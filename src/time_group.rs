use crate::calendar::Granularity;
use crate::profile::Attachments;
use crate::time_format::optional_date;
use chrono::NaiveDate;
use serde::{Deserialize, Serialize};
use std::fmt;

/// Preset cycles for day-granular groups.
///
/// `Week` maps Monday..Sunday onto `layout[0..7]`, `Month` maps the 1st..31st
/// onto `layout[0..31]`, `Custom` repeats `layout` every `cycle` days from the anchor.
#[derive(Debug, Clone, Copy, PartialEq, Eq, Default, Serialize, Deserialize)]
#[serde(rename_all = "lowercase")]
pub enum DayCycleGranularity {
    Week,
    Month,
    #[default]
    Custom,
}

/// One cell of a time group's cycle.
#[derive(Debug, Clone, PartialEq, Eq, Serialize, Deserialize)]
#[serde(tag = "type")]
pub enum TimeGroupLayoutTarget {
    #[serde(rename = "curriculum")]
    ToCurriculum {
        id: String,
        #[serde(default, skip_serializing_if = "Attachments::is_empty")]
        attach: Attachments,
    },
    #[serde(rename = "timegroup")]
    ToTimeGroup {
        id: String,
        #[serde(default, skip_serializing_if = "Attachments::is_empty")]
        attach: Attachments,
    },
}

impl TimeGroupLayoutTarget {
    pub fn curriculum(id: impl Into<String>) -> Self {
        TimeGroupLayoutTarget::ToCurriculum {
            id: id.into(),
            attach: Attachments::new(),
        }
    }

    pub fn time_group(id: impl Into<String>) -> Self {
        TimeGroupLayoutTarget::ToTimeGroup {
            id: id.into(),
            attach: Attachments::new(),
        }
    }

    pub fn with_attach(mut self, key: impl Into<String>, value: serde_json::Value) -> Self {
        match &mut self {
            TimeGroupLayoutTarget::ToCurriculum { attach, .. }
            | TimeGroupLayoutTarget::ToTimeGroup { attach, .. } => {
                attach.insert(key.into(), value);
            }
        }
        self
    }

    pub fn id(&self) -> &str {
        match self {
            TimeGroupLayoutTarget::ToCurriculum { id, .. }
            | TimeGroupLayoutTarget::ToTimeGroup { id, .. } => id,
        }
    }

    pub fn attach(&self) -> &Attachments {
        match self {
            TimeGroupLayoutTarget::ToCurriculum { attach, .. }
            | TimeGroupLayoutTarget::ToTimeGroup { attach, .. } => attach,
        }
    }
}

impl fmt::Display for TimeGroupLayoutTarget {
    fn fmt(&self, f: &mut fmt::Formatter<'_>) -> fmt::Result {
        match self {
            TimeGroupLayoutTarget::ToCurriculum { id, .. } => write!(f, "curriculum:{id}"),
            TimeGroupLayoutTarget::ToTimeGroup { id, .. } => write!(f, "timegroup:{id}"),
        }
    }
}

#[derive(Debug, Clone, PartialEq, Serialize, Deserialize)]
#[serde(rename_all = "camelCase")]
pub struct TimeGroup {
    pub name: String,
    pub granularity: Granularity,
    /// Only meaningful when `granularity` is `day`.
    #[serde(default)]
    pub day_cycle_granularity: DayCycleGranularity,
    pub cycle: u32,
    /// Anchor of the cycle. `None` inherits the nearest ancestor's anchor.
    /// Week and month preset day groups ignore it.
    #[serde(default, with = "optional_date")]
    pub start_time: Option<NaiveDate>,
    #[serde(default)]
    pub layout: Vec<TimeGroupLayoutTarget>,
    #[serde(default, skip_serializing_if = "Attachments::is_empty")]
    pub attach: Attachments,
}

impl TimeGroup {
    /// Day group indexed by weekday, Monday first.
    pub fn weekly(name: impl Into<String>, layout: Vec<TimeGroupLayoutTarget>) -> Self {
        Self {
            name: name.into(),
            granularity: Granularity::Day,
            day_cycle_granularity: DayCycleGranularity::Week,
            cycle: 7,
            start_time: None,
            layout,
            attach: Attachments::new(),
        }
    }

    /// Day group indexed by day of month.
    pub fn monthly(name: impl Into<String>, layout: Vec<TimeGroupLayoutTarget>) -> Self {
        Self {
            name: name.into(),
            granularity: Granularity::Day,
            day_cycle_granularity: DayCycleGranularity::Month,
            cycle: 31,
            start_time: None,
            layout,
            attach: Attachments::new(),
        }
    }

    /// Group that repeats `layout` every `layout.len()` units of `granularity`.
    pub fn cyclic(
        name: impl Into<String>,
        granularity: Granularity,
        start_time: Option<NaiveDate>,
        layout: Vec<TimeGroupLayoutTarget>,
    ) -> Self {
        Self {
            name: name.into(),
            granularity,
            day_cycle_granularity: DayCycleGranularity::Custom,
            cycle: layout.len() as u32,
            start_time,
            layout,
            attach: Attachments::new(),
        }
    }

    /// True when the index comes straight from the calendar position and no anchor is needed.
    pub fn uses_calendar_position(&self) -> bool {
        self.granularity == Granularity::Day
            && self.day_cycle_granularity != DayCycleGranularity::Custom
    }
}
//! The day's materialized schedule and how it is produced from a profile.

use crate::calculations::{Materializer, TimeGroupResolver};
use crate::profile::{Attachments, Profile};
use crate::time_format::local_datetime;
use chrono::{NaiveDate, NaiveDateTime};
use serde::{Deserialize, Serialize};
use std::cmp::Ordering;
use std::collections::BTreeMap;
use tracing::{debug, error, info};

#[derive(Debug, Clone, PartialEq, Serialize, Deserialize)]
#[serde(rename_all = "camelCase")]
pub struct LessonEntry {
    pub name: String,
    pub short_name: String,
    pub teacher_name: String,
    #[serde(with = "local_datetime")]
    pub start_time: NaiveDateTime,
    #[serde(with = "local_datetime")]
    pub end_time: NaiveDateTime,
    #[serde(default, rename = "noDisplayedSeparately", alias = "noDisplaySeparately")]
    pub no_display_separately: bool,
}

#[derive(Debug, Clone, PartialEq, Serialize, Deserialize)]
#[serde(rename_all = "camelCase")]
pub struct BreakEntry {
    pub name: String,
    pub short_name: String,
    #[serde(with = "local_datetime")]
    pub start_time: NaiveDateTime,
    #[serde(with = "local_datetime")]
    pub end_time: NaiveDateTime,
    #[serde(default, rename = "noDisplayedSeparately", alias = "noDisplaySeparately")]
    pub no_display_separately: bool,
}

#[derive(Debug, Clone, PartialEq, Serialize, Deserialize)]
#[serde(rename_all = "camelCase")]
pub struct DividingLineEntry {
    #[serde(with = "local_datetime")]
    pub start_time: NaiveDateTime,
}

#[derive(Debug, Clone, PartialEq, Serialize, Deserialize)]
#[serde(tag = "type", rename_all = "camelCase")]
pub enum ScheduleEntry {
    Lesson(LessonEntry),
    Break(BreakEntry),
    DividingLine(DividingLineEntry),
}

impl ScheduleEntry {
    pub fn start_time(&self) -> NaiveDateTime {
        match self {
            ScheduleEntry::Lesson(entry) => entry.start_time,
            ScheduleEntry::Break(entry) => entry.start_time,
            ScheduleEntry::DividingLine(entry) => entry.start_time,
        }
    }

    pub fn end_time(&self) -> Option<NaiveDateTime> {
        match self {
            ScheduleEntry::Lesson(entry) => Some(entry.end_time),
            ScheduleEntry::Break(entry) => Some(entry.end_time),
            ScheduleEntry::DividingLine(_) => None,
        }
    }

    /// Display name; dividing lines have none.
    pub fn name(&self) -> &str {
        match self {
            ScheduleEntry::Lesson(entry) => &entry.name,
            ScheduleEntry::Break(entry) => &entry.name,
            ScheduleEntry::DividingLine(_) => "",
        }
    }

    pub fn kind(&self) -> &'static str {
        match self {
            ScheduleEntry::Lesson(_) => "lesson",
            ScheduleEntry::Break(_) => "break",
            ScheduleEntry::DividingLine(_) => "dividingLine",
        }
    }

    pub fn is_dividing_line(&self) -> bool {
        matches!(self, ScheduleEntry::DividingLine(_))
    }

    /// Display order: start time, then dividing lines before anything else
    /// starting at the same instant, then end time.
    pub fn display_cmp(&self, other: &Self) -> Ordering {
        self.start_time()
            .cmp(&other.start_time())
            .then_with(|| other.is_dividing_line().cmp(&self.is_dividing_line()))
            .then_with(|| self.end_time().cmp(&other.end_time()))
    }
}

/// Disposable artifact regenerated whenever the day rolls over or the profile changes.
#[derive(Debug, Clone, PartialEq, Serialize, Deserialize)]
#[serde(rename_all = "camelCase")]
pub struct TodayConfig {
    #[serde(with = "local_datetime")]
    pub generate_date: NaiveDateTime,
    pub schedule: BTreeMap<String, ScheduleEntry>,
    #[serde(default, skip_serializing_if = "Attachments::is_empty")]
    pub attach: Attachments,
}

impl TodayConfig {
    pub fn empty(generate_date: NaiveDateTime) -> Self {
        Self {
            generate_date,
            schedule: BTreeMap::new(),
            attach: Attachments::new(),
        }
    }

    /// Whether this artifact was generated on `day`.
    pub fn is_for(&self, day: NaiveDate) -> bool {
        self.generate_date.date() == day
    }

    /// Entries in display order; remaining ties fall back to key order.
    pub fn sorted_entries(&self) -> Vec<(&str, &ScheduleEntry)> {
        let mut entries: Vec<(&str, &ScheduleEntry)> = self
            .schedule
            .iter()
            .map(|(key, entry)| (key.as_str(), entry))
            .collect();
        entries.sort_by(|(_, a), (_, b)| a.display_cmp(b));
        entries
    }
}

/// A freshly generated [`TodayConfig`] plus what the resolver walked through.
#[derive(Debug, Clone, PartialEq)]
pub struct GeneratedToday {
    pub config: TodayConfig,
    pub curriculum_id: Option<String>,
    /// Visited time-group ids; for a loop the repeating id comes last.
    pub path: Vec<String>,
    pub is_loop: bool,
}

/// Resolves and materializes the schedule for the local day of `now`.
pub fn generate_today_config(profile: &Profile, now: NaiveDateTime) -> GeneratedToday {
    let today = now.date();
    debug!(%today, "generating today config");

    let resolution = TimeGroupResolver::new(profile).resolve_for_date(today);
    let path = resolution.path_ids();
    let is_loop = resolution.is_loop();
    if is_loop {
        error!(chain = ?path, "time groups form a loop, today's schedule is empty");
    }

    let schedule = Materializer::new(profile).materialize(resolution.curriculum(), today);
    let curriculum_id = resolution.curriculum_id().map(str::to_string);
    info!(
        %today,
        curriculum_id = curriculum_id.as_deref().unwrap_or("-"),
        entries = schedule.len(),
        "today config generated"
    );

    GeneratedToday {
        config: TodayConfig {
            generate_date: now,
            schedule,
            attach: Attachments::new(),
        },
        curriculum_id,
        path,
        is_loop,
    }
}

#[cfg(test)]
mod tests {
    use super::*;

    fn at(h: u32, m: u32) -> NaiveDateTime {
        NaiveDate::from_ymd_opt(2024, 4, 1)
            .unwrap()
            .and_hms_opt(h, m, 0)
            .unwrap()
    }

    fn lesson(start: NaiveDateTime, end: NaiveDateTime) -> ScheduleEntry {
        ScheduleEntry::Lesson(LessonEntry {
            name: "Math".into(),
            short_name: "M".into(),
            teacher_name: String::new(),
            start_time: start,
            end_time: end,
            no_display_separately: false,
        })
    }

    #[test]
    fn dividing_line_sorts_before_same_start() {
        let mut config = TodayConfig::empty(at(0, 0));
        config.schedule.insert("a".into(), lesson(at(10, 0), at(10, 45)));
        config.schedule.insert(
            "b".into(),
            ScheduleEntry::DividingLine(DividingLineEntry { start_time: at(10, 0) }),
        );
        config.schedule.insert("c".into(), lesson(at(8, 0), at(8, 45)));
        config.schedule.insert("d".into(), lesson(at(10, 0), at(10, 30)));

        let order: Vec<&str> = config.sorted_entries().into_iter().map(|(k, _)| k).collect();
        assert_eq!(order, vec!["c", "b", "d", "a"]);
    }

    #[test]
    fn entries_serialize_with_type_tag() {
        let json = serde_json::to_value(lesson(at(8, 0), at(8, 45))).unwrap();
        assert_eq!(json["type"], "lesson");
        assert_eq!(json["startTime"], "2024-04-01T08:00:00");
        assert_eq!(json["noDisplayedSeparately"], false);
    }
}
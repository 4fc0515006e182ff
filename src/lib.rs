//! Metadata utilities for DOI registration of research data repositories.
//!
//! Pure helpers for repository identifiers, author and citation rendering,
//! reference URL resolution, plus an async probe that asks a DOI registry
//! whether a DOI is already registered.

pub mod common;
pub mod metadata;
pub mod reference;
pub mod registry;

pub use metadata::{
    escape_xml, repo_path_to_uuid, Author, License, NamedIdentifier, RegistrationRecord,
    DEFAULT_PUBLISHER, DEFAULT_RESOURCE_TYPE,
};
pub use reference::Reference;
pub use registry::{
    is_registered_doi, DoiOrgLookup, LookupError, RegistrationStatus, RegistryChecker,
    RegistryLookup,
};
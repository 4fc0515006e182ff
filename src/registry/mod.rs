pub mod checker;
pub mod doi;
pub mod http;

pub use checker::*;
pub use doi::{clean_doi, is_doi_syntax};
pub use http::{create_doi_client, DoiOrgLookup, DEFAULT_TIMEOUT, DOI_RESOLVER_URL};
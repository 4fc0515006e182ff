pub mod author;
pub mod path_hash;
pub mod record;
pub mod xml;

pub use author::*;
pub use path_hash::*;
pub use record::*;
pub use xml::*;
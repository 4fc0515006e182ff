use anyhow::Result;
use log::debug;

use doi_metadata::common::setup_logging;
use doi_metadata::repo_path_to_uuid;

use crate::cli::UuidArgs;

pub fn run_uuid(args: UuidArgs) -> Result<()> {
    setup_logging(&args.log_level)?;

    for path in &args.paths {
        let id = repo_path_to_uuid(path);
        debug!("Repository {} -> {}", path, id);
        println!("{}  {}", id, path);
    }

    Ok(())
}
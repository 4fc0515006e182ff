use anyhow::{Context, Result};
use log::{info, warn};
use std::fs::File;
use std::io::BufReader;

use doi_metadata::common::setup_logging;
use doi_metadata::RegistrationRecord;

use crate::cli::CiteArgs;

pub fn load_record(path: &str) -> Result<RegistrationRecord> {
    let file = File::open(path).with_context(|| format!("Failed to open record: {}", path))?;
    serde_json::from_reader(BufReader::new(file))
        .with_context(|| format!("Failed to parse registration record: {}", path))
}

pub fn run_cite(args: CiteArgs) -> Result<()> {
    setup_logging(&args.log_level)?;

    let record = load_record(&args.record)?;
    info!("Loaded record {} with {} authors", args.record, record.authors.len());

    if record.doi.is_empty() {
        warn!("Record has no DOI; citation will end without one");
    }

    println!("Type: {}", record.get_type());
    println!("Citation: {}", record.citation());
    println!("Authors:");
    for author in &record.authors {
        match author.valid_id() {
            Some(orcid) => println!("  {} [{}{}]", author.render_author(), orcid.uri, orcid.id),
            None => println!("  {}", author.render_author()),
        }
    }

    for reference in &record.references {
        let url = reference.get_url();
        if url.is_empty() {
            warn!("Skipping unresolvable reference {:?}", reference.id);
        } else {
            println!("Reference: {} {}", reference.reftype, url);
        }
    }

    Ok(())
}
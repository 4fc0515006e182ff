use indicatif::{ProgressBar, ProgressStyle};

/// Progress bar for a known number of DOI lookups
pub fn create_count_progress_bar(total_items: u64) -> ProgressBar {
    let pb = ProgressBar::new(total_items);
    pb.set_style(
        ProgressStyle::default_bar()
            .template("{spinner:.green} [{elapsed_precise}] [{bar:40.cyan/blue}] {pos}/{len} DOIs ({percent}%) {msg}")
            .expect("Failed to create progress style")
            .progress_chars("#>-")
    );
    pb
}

__________________________________________________

Where the line with "maps the 1st..31st" ends, your copy should end too; please return exactly the lines from the first line of the data through it.

* **Expected answer**
filename src/time_group.rs
use crate::calendar::Granularity;
use crate::profile::Attachments;
use crate::time_format::optional_date;
use chrono::NaiveDate;
use serde::{Deserialize, Serialize};
use std::fmt;

/// Preset cycles for day-granular groups.
///
/// `Week` maps Monday..Sunday onto `layout[0..7]`, `Month` maps the 1st..31st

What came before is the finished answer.